'''
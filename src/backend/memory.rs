use std::fs;
use std::path::Path;

use anyhow::{Context, Result};
use async_trait::async_trait;
use frizbee::{Config, match_list};
use frond_search_api::{
	BackendError, CollectionQuery, CollectionResult, Hit, MultiSearchRequest, MultiSearchResponse,
	SearchBackend,
};
use indexmap::IndexMap;
use serde_json::{Map, Value};
use tracing::debug;

/// Datasets at or above this size are prefiltered before scoring.
const PREFILTER_ENABLE_THRESHOLD: usize = 1_000;

/// Documents keyed by collection name, in file order.
pub type Corpus = IndexMap<String, Vec<Map<String, Value>>>;

/// Fuzzy search over an in-memory corpus.
///
/// Documents are scored against every `query_by` field; the best weighted field
/// score ranks the document. Highlights are never produced, so consumers fall
/// back to wrapping matches themselves.
#[derive(Debug, Clone, Default)]
pub struct MemoryBackend {
	corpus: Corpus,
}

impl MemoryBackend {
	pub fn new(corpus: Corpus) -> Self {
		Self { corpus }
	}

	/// Load a corpus shaped as `{ "<collection>": [ { ...document } ] }`.
	pub fn from_path(path: &Path) -> Result<Self> {
		let contents = fs::read_to_string(path)
			.with_context(|| format!("failed to read corpus {}", path.display()))?;
		let corpus: Corpus = serde_json::from_str(&contents)
			.with_context(|| format!("failed to parse corpus {}", path.display()))?;
		debug!(
			path = %path.display(),
			collections = corpus.len(),
			"loaded search corpus"
		);
		Ok(Self::new(corpus))
	}

	pub fn collections(&self) -> impl Iterator<Item = &str> {
		self.corpus.keys().map(String::as_str)
	}

	fn search_collection(&self, query: &CollectionQuery) -> Result<CollectionResult, BackendError> {
		let documents = self
			.corpus
			.get(&query.collection)
			.ok_or_else(|| BackendError::UnknownCollection(query.collection.clone()))?;

		let needle = query.q.trim();
		let mut ranked = rank(needle, documents, query);
		ranked.sort_by(|a, b| b.1.cmp(&a.1).then_with(|| a.0.cmp(&b.0)));

		let found = ranked.len() as u64;
		let skip = query.page.saturating_sub(1).saturating_mul(query.per_page);
		let hits = ranked
			.into_iter()
			.skip(skip)
			.take(query.per_page)
			.filter_map(|(index, _)| documents.get(index))
			.map(|document| Hit {
				document: document.clone(),
				highlights: Vec::new(),
			})
			.collect();

		Ok(CollectionResult {
			hits,
			found: Some(found),
			error: None,
		})
	}
}

#[async_trait]
impl SearchBackend for MemoryBackend {
	async fn multi_search(
		&self,
		request: &MultiSearchRequest,
	) -> Result<MultiSearchResponse, BackendError> {
		let results = request
			.searches
			.iter()
			.map(|query| self.search_collection(query))
			.collect::<Result<Vec<_>, _>>()?;
		Ok(MultiSearchResponse { results })
	}
}

/// Score every document and keep those that matched, as `(index, score)`.
fn rank(needle: &str, documents: &[Map<String, Value>], query: &CollectionQuery) -> Vec<(usize, u32)> {
	if needle.is_empty() {
		return Vec::new();
	}

	let fields: Vec<&str> = query.fields().collect();
	let weights = parse_weights(query.query_by_weights.as_deref(), fields.len());
	let config = config_for_query(needle, documents.len());
	let mut best = vec![0u32; documents.len()];

	for (field, weight) in fields.iter().zip(&weights) {
		let haystacks: Vec<String> = documents
			.iter()
			.map(|document| field_text(document, field))
			.collect();
		let haystacks: Vec<&str> = haystacks.iter().map(String::as_str).collect();
		for entry in match_list(needle, &haystacks, &config) {
			if entry.score == 0 {
				continue;
			}
			let index = entry.index as usize;
			let score = u32::from(entry.score) * weight;
			if let Some(slot) = best.get_mut(index)
				&& score > *slot
			{
				*slot = score;
			}
		}
	}

	best.into_iter()
		.enumerate()
		.filter(|(_, score)| *score > 0)
		.collect()
}

fn field_text(document: &Map<String, Value>, field: &str) -> String {
	match document.get(field) {
		Some(Value::String(text)) => text.clone(),
		Some(Value::Number(number)) => number.to_string(),
		Some(Value::Array(values)) => values
			.iter()
			.filter_map(Value::as_str)
			.collect::<Vec<_>>()
			.join(" "),
		_ => String::new(),
	}
}

/// Field weights from a comma-separated list; missing or invalid entries
/// weigh 1.
fn parse_weights(weights: Option<&str>, fields: usize) -> Vec<u32> {
	let mut parsed: Vec<u32> = weights
		.unwrap_or_default()
		.split(',')
		.map(|weight| weight.trim().parse().unwrap_or(1).max(1))
		.take(fields)
		.collect();
	parsed.resize(fields, 1);
	parsed
}

fn config_for_query(query: &str, dataset_len: usize) -> Config {
	let length = query.chars().count();
	let mut allowed_typos: u16 = match length {
		0 | 1 => 0,
		2..=4 => 1,
		5..=7 => 2,
		8..=12 => 3,
		_ => 4,
	};
	if let Ok(max_reasonable) = u16::try_from(length.saturating_sub(1)) {
		allowed_typos = allowed_typos.min(max_reasonable);
	}

	Config {
		prefilter: dataset_len >= PREFILTER_ENABLE_THRESHOLD,
		max_typos: Some(allowed_typos),
		sort: false,
		..Config::default()
	}
}

#[cfg(test)]
mod tests {
	use std::io::Write;

	use frond_search_api::CollectionQuery;
	use pretty_assertions::assert_eq;
	use serde_json::json;

	use super::*;

	fn corpus() -> Corpus {
		serde_json::from_value(json!({
			"threads": [
				{"id": "1", "title": "Async rust patterns", "body": "tokio and futures"},
				{"id": "2", "title": "Hiking map", "body": "pile of log"},
				{"id": "3", "title": "Rusty tools", "body": "restoring old rust"},
			],
			"users": [
				{"id": "u1", "username": "ada", "first_name": "Ada", "last_name": "Lovelace"},
			],
		}))
		.expect("valid corpus")
	}

	fn query(collection: &str, q: &str, per_page: usize, page: usize) -> CollectionQuery {
		CollectionQuery {
			collection: collection.into(),
			q: q.into(),
			query_by: "title,body".into(),
			query_by_weights: Some("2,1".into()),
			per_page,
			page,
			prefix: true,
			highlight_full_fields: "title,body".into(),
			highlight_affix_num_tokens: 8,
			highlight_start_tag: "<mark>".into(),
			highlight_end_tag: "</mark>".into(),
			drop_tokens_threshold: 1,
			num_typos: 2,
		}
	}

	fn ids(result: &CollectionResult) -> Vec<String> {
		result
			.hits
			.iter()
			.filter_map(|hit| hit.text("id"))
			.collect()
	}

	#[tokio::test]
	async fn returns_one_result_per_collection_without_highlights() {
		let backend = MemoryBackend::new(corpus());
		let request = MultiSearchRequest {
			searches: vec![query("threads", "rust", 10, 1), query("users", "rust", 10, 1)],
		};
		let response = backend.multi_search(&request).await.expect("search succeeds");

		assert_eq!(response.results.len(), 2);
		let threads = &response.results[0];
		let mut matched = ids(threads);
		matched.sort();
		assert_eq!(matched, vec!["1", "3"]);
		assert_eq!(threads.found, Some(2));
		assert!(threads.hits.iter().all(|hit| hit.highlights.is_empty()));
	}

	#[tokio::test]
	async fn pages_through_ranked_hits() {
		let backend = MemoryBackend::new(corpus());
		let first = backend
			.multi_search(&MultiSearchRequest {
				searches: vec![query("threads", "rust", 1, 1)],
			})
			.await
			.expect("first page");
		let second = backend
			.multi_search(&MultiSearchRequest {
				searches: vec![query("threads", "rust", 1, 2)],
			})
			.await
			.expect("second page");
		let third = backend
			.multi_search(&MultiSearchRequest {
				searches: vec![query("threads", "rust", 1, 3)],
			})
			.await
			.expect("third page");

		assert_eq!(first.results[0].hits.len(), 1);
		assert_eq!(second.results[0].hits.len(), 1);
		assert_ne!(ids(&first.results[0]), ids(&second.results[0]));
		assert!(third.results[0].hits.is_empty());
	}

	#[tokio::test]
	async fn unknown_collection_fails_the_request() {
		let backend = MemoryBackend::new(corpus());
		let err = backend
			.multi_search(&MultiSearchRequest {
				searches: vec![query("listings", "rust", 5, 1)],
			})
			.await
			.unwrap_err();
		assert!(matches!(err, BackendError::UnknownCollection(name) if name == "listings"));
	}

	#[tokio::test]
	async fn blank_query_matches_nothing() {
		let backend = MemoryBackend::new(corpus());
		let response = backend
			.multi_search(&MultiSearchRequest {
				searches: vec![query("threads", "  ", 5, 1)],
			})
			.await
			.expect("search succeeds");
		assert!(response.results[0].hits.is_empty());
		assert_eq!(response.results[0].found, Some(0));
	}

	#[test]
	fn loads_corpus_from_file() {
		let mut file = tempfile::NamedTempFile::new().expect("temp file");
		write!(file, r#"{{"threads": [{{"id": "9", "title": "hello"}}]}}"#).expect("write corpus");

		let backend = MemoryBackend::from_path(file.path()).expect("corpus loads");
		assert_eq!(backend.collections().collect::<Vec<_>>(), vec!["threads"]);
	}

	#[test]
	fn malformed_corpus_reports_the_path() {
		let mut file = tempfile::NamedTempFile::new().expect("temp file");
		write!(file, "not json").expect("write corpus");

		let err = MemoryBackend::from_path(file.path()).unwrap_err();
		assert!(err.to_string().contains("failed to parse corpus"));
	}

	#[test]
	fn weights_default_to_one() {
		assert_eq!(parse_weights(Some("3, x"), 3), vec![3, 1, 1]);
		assert_eq!(parse_weights(None, 2), vec![1, 1]);
	}

	#[test]
	fn typo_budget_grows_with_query_length() {
		assert_eq!(config_for_query("ab", 5_000).max_typos, Some(1));
		assert_eq!(config_for_query("abcdefghijklmnop", 5_000).max_typos, Some(4));
		assert_eq!(config_for_query("a", 10).max_typos, Some(0));
		assert!(!config_for_query("abcdef", 10).prefilter);
		assert!(config_for_query("abcdef", 5_000).prefilter);
	}
}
'''
§ Task:
Report every line of the data in which "collections" appears.

§ Result of the exercise:
			collections = corpus.len(),
	pub fn collections(&self) -> impl Iterator<Item = &str> {
		assert_eq!(backend.collections().collect::<Vec<_>>(), vec!["threads"]);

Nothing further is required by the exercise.